Member of the National Assembly of South Africa
- In office 2004–2014

DA Shadow Deputy Minister of Cooperative Governance and Traditional Affairs
- In office 1 February 2012 – 6 May 2014
- Leader: Lindiwe Mazibuko
- Preceded by: Marta Wenger
- Succeeded by: Nqaba Bhanga

DA Shadow Deputy Minister of Labour
- In office 6 September 2010 – 1 February 2012
- Leader: Lindiwe Mazibuko Athol Trollip
- Preceded by: Ian Ollis
- Succeeded by: Haniff Hoosen

DA Shadow Deputy Minister of Higher Education and Training
- In office 14 May 2009 – 6 September 2010
- Leader: Athol Trollip
- Preceded by: Position established
- Succeeded by: Andricus van der Westhuizen

Personal details
- Born: George Gaolatlhe Boinamo 1948 (age 77–78)
- Party: Democratic Alliance (2003–present)
- Spouse: Moira
- Profession: Politician Educator

= George Boinamo =

South African politician

George Gaolatlhe Boinamo (born 1948) is a South African politician who served as a Member of the National Assembly of South Africa for the Democratic Alliance from 2004 to 2014.

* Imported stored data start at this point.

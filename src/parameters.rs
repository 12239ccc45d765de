//! Reference data supplied with each mapping invocation.
//!
//! [`MappingParameters`] bundles read-only lookup tables (locations,
//! identifier types, note types, ...) and the tenant configuration. The core
//! never mutates it; concurrent invocations may share one instance.

use crate::error::{MappingError, Result};
use chrono::NaiveDate;
use chrono_tz::Tz;
use indexmap::IndexMap;
use serde::{Deserialize, Serialize};

/// One row of a reference table.
#[derive(Debug, Clone, PartialEq, Eq, Serialize, Deserialize)]
pub struct ReferenceEntry {
    /// Destination identifier
    pub id: String,
    /// Short code, when the table has one
    #[serde(default, skip_serializing_if = "Option::is_none")]
    pub code: Option<String>,
    /// Display name
    pub name: String,
}

impl ReferenceEntry {
    /// Create an entry.
    #[must_use]
    pub fn new(id: impl Into<String>, code: Option<&str>, name: impl Into<String>) -> Self {
        ReferenceEntry {
            id: id.into(),
            code: code.map(str::to_string),
            name: name.into(),
        }
    }

    /// Display text in the `Name (Code)` convention, or just the name.
    #[must_use]
    pub fn display(&self) -> String {
        match &self.code {
            Some(code) => format!("{} ({})", self.name, code),
            None => self.name.clone(),
        }
    }
}

/// Tenant-level settings.
#[derive(Debug, Clone, Default, PartialEq, Eq, Serialize, Deserialize)]
#[serde(rename_all = "camelCase")]
pub struct TenantConfiguration {
    /// IANA timezone used to resolve `###TODAY###`; blank or absent means UTC
    #[serde(default, skip_serializing_if = "Option::is_none")]
    pub date_time_zone: Option<String>,
}

impl TenantConfiguration {
    /// Configuration with the given timezone.
    #[must_use]
    pub fn with_timezone(zone: impl Into<String>) -> Self {
        TenantConfiguration {
            date_time_zone: Some(zone.into()),
        }
    }

    /// Resolve the configured timezone.
    ///
    /// # Errors
    ///
    /// Returns [`MappingError::InvalidTimezone`] if the zone name is not a known IANA zone.
    pub fn timezone(&self) -> Result<Tz> {
        match self.date_time_zone.as_deref().map(str::trim) {
            None | Some("") => Ok(Tz::UTC),
            Some(zone) => zone
                .parse::<Tz>()
                .map_err(|e| MappingError::InvalidTimezone(format!("{zone}: {e}"))),
        }
    }

    /// Current date in the configured timezone.
    ///
    /// # Errors
    ///
    /// Returns an error if the timezone cannot be resolved.
    pub fn today(&self) -> Result<NaiveDate> {
        let zone = self.timezone()?;
        Ok(chrono::Utc::now().with_timezone(&zone).date_naive())
    }
}

/// Read-only reference data for one invocation.
#[derive(Debug, Clone, Default, PartialEq, Eq, Serialize, Deserialize)]
#[serde(rename_all = "camelCase")]
pub struct MappingParameters {
    /// Lookup tables keyed by table name (`locations`, `identifierTypes`, ...)
    #[serde(default)]
    pub tables: IndexMap<String, Vec<ReferenceEntry>>,
    /// Tenant settings
    #[serde(default)]
    pub tenant_configuration: TenantConfiguration,
}

impl MappingParameters {
    /// Empty parameters with UTC as tenant timezone.
    #[must_use]
    pub fn new() -> Self {
        Self::default()
    }

    /// Parse parameters from JSON.
    ///
    /// # Errors
    ///
    /// Returns an error if the document does not match the expected shape.
    pub fn from_json_str(json: &str) -> Result<Self> {
        serde_json::from_str(json).map_err(|e| MappingError::InvalidParameters(e.to_string()))
    }

    /// Add or replace a lookup table.
    #[must_use]
    pub fn with_table(mut self, name: impl Into<String>, entries: Vec<ReferenceEntry>) -> Self {
        self.tables.insert(name.into(), entries);
        self
    }

    /// Set the tenant configuration.
    #[must_use]
    pub fn with_tenant_configuration(mut self, configuration: TenantConfiguration) -> Self {
        self.tenant_configuration = configuration;
        self
    }

    /// Rows of a lookup table; empty if the table is unknown.
    #[must_use]
    pub fn table(&self, name: &str) -> &[ReferenceEntry] {
        self.tables.get(name).map(Vec::as_slice).unwrap_or_default()
    }

    /// Accepted values for a rule built from a lookup table: `id -> "Name (Code)"`.
    #[must_use]
    pub fn accepted_values(&self, table: &str) -> IndexMap<String, String> {
        self.table(table)
            .iter()
            .map(|entry| (entry.id.clone(), entry.display()))
            .collect()
    }
}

==Early life and education==
Boinamo was born in 1948. He trained to become a teacher at the Hebron College of Education in 1978. He went on to obtain a Bachelor of Arts in Education from the University of the Witwatersrand, before graduating with a Master's degree in Education in 1997.

==Political career==
Boinamo joined the Democratic Alliance in 2003 and was elected to the National Assembly in 2004. During his first term, he was the DA's spokesperson on education. In October 2008, Boinamo voted against the disbandment of the Scorpions.

After his re-election to parliament in 2009, Boinamo was appointed Shadow Deputy Minister of Higher Education and Training. He served in the position until September 2010, when he replaced Ian Ollis as Shadow Deputy Minister of Labour. He became the Shadow Deputy Minister of Cooperative Governance and Traditional Affairs in February 2012.

Boinamo did not stand for re-election in the 2014 general election. He left parliament on 6 May 2014.

==Personal life==
Boinamo is married to Moira. In 2008, Boinamo and his wife were the victims of an alleged racist attack.